Recombinant Human Novel Coronavirus Non-structural protein 8 (ns8) is expressed in E. coli, covering the full length of the mature protein from amino acids 16 to 121. This protein is N-terminally 6xHis-tagged and achieves a purity level greater than 90% as confirmed by SDS-PAGE. The product is designed for research use only and is not intended for diagnostic or therapeutic applications.
Non-structural protein 8 (ns8) of the SARS-CoV-2 virus appears to play a crucial role in viral replication and transcription processes. It forms part of the replication-transcription complex that seems essential for viral RNA synthesis. Understanding ns8's function and structure may prove important for coronavirus biology research and the development of potential antiviral strategies.
Potential Applications
Note: The applications listed below are based on what we know about this protein's biological functions, published research, and experience from experts in the field. However, we haven't fully tested all of these applications ourselves yet. We'd recommend running some preliminary tests first to make sure they work for your specific research goals.
SARS-CoV-2 ORF8 is a viral accessory protein that requires precise folding, disulfide bond formation, and proper dimerization for its functional activity in immune evasion (e.g., MHC-I downregulation). The E. coli expression system cannot provide the necessary environment for correct disulfide bond formation and oligomerization. The protein fragment (16-121aa) may lack critical structural elements, and the N-terminal 6xHis tag may interfere with native folding. While the protein may be soluble, it is highly unlikely to achieve the correct disulfide-bonded dimeric structure required for biological activity.
1. Antibody Development and Characterization
This application is highly suitable as antibody development relies on antigenic sequence recognition, not native folding. The protein can generate antibodies against linear epitopes of ORF8. However, antibodies may not recognize conformational epitopes dependent on disulfide bonds or dimerization.
2. Biochemical and Biophysical Characterization
These studies can assess physical properties (e.g., size, aggregation) but cannot confirm native structure. Techniques like SEC may detect oligomerization, but cannot distinguish native dimers from aggregates.

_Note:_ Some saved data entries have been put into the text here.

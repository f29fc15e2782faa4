//! Transaction framing messages: headers, payloads, envelopes, blocks.

use prost::{Enumeration, Message};
use serde::de::{self, Deserializer};
use serde::ser::{self, SerializeStruct, Serializer};
use serde::{Deserialize, Serialize};

use crate::json;
use crate::protos::{ConfigEnvelope, ConfigUpdateEnvelope};

/// What kind of message a payload carries.
#[derive(Clone, Copy, Debug, PartialEq, Eq, Hash, PartialOrd, Ord, Enumeration)]
#[repr(i32)]
pub enum HeaderType {
    Message = 0,
    Config = 1,
    ConfigUpdate = 2,
    EndorserTransaction = 3,
    OrdererTransaction = 4,
    DeliverSeekInfo = 5,
    ChaincodePackage = 6,
    PeerAdminOperation = 8,
}

impl HeaderType {
    /// The protobuf enum value name.
    pub fn as_str_name(&self) -> &'static str {
        match self {
            HeaderType::Message => "MESSAGE",
            HeaderType::Config => "CONFIG",
            HeaderType::ConfigUpdate => "CONFIG_UPDATE",
            HeaderType::EndorserTransaction => "ENDORSER_TRANSACTION",
            HeaderType::OrdererTransaction => "ORDERER_TRANSACTION",
            HeaderType::DeliverSeekInfo => "DELIVER_SEEK_INFO",
            HeaderType::ChaincodePackage => "CHAINCODE_PACKAGE",
            HeaderType::PeerAdminOperation => "PEER_ADMIN_OPERATION",
        }
    }

    /// Parse a protobuf enum value name.
    pub fn from_str_name(name: &str) -> Option<Self> {
        match name {
            "MESSAGE" => Some(HeaderType::Message),
            "CONFIG" => Some(HeaderType::Config),
            "CONFIG_UPDATE" => Some(HeaderType::ConfigUpdate),
            "ENDORSER_TRANSACTION" => Some(HeaderType::EndorserTransaction),
            "ORDERER_TRANSACTION" => Some(HeaderType::OrdererTransaction),
            "DELIVER_SEEK_INFO" => Some(HeaderType::DeliverSeekInfo),
            "CHAINCODE_PACKAGE" => Some(HeaderType::ChaincodePackage),
            "PEER_ADMIN_OPERATION" => Some(HeaderType::PeerAdminOperation),
            _ => None,
        }
    }
}

/// `google.protobuf.Timestamp`.
#[derive(Clone, PartialEq, Eq, Message, Serialize, Deserialize)]
#[serde(default)]
pub struct Timestamp {
    #[prost(int64, tag = "1")]
    #[serde(with = "json::int_string")]
    pub seconds: i64,
    #[prost(int32, tag = "2")]
    pub nanos: i32,
}

/// Identifies what a payload carries and on which channel.
#[derive(Clone, PartialEq, Eq, Message, Serialize, Deserialize)]
#[serde(default)]
pub struct ChannelHeader {
    #[prost(enumeration = "HeaderType", tag = "1")]
    #[serde(with = "json::header_type")]
    pub r#type: i32,
    #[prost(int32, tag = "2")]
    pub version: i32,
    #[prost(message, optional, tag = "3")]
    pub timestamp: Option<Timestamp>,
    #[prost(string, tag = "4")]
    pub channel_id: String,
    #[prost(string, tag = "5")]
    pub tx_id: String,
    #[prost(uint64, tag = "6")]
    #[serde(with = "json::int_string")]
    pub epoch: u64,
    #[prost(bytes = "vec", tag = "7")]
    #[serde(with = "json::base64_bytes")]
    pub extension: Vec<u8>,
    #[prost(bytes = "vec", tag = "8")]
    #[serde(with = "json::base64_bytes")]
    pub tls_cert_hash: Vec<u8>,
}

impl ChannelHeader {
    /// Build a channel header from the four scalars that identify a payload.
    ///
    /// No timestamp or transaction id is set, so the result depends only on
    /// its arguments.
    pub fn new(header_type: HeaderType, version: i32, channel_id: &str, epoch: u64) -> Self {
        Self {
            r#type: header_type.into(),
            version,
            channel_id: channel_id.to_string(),
            epoch,
            ..Default::default()
        }
    }

    /// The header type, if it is one this crate knows.
    pub fn header_type(&self) -> Option<HeaderType> {
        HeaderType::try_from(self.r#type).ok()
    }
}

/// Carries the serialized channel header and the signer's header.
#[derive(Clone, PartialEq, Eq, Message, Serialize, Deserialize)]
#[serde(default)]
pub struct Header {
    #[prost(bytes = "vec", tag = "1")]
    #[serde(with = "json::channel_header_bytes")]
    pub channel_header: Vec<u8>,
    #[prost(bytes = "vec", tag = "2")]
    #[serde(with = "json::signature_header_bytes")]
    pub signature_header: Vec<u8>,
}

/// Signer identity plus per-signature freshness material.
#[derive(Clone, PartialEq, Eq, Message, Serialize, Deserialize)]
#[serde(default)]
pub struct SignatureHeader {
    #[prost(bytes = "vec", tag = "1")]
    #[serde(with = "json::serialized_identity_bytes")]
    pub creator: Vec<u8>,
    #[prost(bytes = "vec", tag = "2")]
    #[serde(with = "json::base64_bytes")]
    pub nonce: Vec<u8>,
}

/// A header paired with the serialized inner message.
#[derive(Clone, PartialEq, Eq, Message)]
pub struct Payload {
    #[prost(message, optional, tag = "1")]
    pub header: Option<Header>,
    #[prost(bytes = "vec", tag = "2")]
    pub data: Vec<u8>,
}

impl Payload {
    /// Decode the channel header, if the payload has one.
    pub fn channel_header(&self) -> Option<ChannelHeader> {
        let header = self.header.as_ref()?;
        ChannelHeader::decode(header.channel_header.as_slice()).ok()
    }
}

/// Render `Payload.data` according to the type announced in the header.
fn payload_data_to_json(
    header_type: Option<HeaderType>,
    data: &[u8],
) -> Result<serde_json::Value, String> {
    fn expand<M: Message + Default + Serialize>(data: &[u8]) -> Result<serde_json::Value, String> {
        let message = M::decode(data).map_err(|e| format!("cannot unmarshal Payload.data: {}", e))?;
        serde_json::to_value(&message).map_err(|e| e.to_string())
    }

    match header_type {
        Some(HeaderType::Config) => expand::<ConfigEnvelope>(data),
        Some(HeaderType::ConfigUpdate) => expand::<ConfigUpdateEnvelope>(data),
        _ => Ok(serde_json::Value::String(json::encode_base64(data))),
    }
}

fn payload_data_from_json(
    header_type: Option<HeaderType>,
    value: serde_json::Value,
) -> Result<Vec<u8>, String> {
    fn collapse<M: Message + serde::de::DeserializeOwned>(
        value: serde_json::Value,
    ) -> Result<Vec<u8>, String> {
        let message: M = serde_json::from_value(value).map_err(|e| e.to_string())?;
        Ok(message.encode_to_vec())
    }

    match value {
        serde_json::Value::Null => Ok(Vec::new()),
        serde_json::Value::String(text) => json::decode_base64(&text),
        structured => match header_type {
            Some(HeaderType::Config) => collapse::<ConfigEnvelope>(structured),
            Some(HeaderType::ConfigUpdate) => collapse::<ConfigUpdateEnvelope>(structured),
            other => Err(format!(
                "payload data for header type {:?} must be base64",
                other
            )),
        },
    }
}

impl Serialize for Payload {
    fn serialize<S: Serializer>(&self, serializer: S) -> Result<S::Ok, S::Error> {
        let header_type = self.channel_header().and_then(|ch| ch.header_type());
        let data = payload_data_to_json(header_type, &self.data).map_err(ser::Error::custom)?;

        let mut state = serializer.serialize_struct("Payload", 2)?;
        state.serialize_field("data", &data)?;
        state.serialize_field("header", &self.header)?;
        state.end()
    }
}

impl<'de> Deserialize<'de> for Payload {
    fn deserialize<D: Deserializer<'de>>(deserializer: D) -> Result<Self, D::Error> {
        #[derive(Default, Deserialize)]
        #[serde(default)]
        struct RawPayload {
            header: Option<Header>,
            data: serde_json::Value,
        }

        let raw = RawPayload::deserialize(deserializer)?;
        let header_type = raw
            .header
            .as_ref()
            .and_then(|h| ChannelHeader::decode(h.channel_header.as_slice()).ok())
            .and_then(|ch| ch.header_type());
        let data = payload_data_from_json(header_type, raw.data).map_err(de::Error::custom)?;

        Ok(Payload {
            header: raw.header,
            data,
        })
    }
}

/// The outermost transport unit.
#[derive(Clone, PartialEq, Eq, Message, Serialize, Deserialize)]
#[serde(default)]
pub struct Envelope {
    #[prost(bytes = "vec", tag = "1")]
    #[serde(with = "json::payload_bytes")]
    pub payload: Vec<u8>,
    #[prost(bytes = "vec", tag = "2")]
    #[serde(with = "json::base64_bytes")]
    pub signature: Vec<u8>,
}

/// A block as delivered by the ordering service.
#[derive(Clone, PartialEq, Eq, Message, Serialize, Deserialize)]
#[serde(default)]
pub struct Block {
    #[prost(message, optional, tag = "1")]
    pub header: Option<BlockHeader>,
    #[prost(message, optional, tag = "2")]
    pub data: Option<BlockData>,
    #[prost(message, optional, tag = "3")]
    pub metadata: Option<BlockMetadata>,
}

#[derive(Clone, PartialEq, Eq, Message, Serialize, Deserialize)]
#[serde(default)]
pub struct BlockHeader {
    #[prost(uint64, tag = "1")]
    #[serde(with = "json::int_string")]
    pub number: u64,
    #[prost(bytes = "vec", tag = "2")]
    #[serde(with = "json::base64_bytes")]
    pub previous_hash: Vec<u8>,
    #[prost(bytes = "vec", tag = "3")]
    #[serde(with = "json::base64_bytes")]
    pub data_hash: Vec<u8>,
}

/// Block contents: one serialized envelope per transaction.
#[derive(Clone, PartialEq, Eq, Message, Serialize, Deserialize)]
#[serde(default)]
pub struct BlockData {
    #[prost(bytes = "vec", repeated, tag = "1")]
    #[serde(with = "json::envelope_seq")]
    pub data: Vec<Vec<u8>>,
}

#[derive(Clone, PartialEq, Eq, Message, Serialize, Deserialize)]
#[serde(default)]
pub struct BlockMetadata {
    #[prost(bytes = "vec", repeated, tag = "1")]
    #[serde(with = "json::base64_bytes_seq")]
    pub metadata: Vec<Vec<u8>>,
}

#[cfg(test)]
mod tests {
    use super::*;
    use crate::protos::{ConfigUpdate, ConfigUpdateEnvelope};

    #[test]
    fn test_header_type_names_roundtrip() {
        for ty in [
            HeaderType::Message,
            HeaderType::Config,
            HeaderType::ConfigUpdate,
            HeaderType::EndorserTransaction,
            HeaderType::OrdererTransaction,
            HeaderType::DeliverSeekInfo,
            HeaderType::ChaincodePackage,
            HeaderType::PeerAdminOperation,
        ] {
            assert_eq!(HeaderType::from_str_name(ty.as_str_name()), Some(ty));
        }
        assert_eq!(HeaderType::from_str_name("BOGUS"), None);
    }

    #[test]
    fn test_channel_header_binary_layout() {
        let ch = ChannelHeader::new(HeaderType::ConfigUpdate, 0, "mychannel", 0);
        let bytes = ch.encode_to_vec();
        // type=2, channel_id="mychannel"; zero version/epoch are omitted
        assert_eq!(hex::encode(bytes), "080222096d796368616e6e656c");
    }

    #[test]
    fn test_payload_data_expanded_for_config_update() {
        let inner = ConfigUpdateEnvelope {
            config_update: ConfigUpdate {
                channel_id: "mychannel".into(),
                ..Default::default()
            }
            .encode_to_vec(),
            signatures: Vec::new(),
        };
        let payload = Payload {
            header: Some(Header {
                channel_header: ChannelHeader::new(HeaderType::ConfigUpdate, 0, "mychannel", 0)
                    .encode_to_vec(),
                signature_header: Vec::new(),
            }),
            data: inner.encode_to_vec(),
        };

        let value = serde_json::to_value(&payload).unwrap();
        assert_eq!(value["data"]["config_update"]["channel_id"], "mychannel");

        let back: Payload = serde_json::from_value(value).unwrap();
        assert_eq!(back, payload);
    }

    #[test]
    fn test_payload_data_opaque_for_other_types() {
        let payload = Payload {
            header: Some(Header {
                channel_header: ChannelHeader::new(HeaderType::Message, 0, "c", 0).encode_to_vec(),
                signature_header: Vec::new(),
            }),
            data: b"hello".to_vec(),
        };

        let value = serde_json::to_value(&payload).unwrap();
        assert_eq!(value["data"], "aGVsbG8=");

        let back: Payload = serde_json::from_value(value).unwrap();
        assert_eq!(back.data, b"hello");
    }
}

3. ELISA-Based Binding Assays
ELISA depends on epitope recognition, not functional conformation. This application is suitable for detecting antibodies or other binders to linear epitopes. However, it cannot model native protein interactions due to likely misfolding.
Final Recommendation & Action Plan
The E. coli-expressed ORF8 fragment is unsuitable for functional studies due to probable misfolding and lack of disulfide bonds. It can be used for antibody production (Application 1) and basic biophysical characterization (Application 2), but avoid interaction studies and functional binding assays. For authentic ORF8 research, use a mammalian-expressed protein with proper disulfide bonding. Begin with biophysical characterization to assess aggregation state. Proceed with antibody development for linear epitopes. All functional applications require alternative protein sources with verified disulfide bonding and dimerization.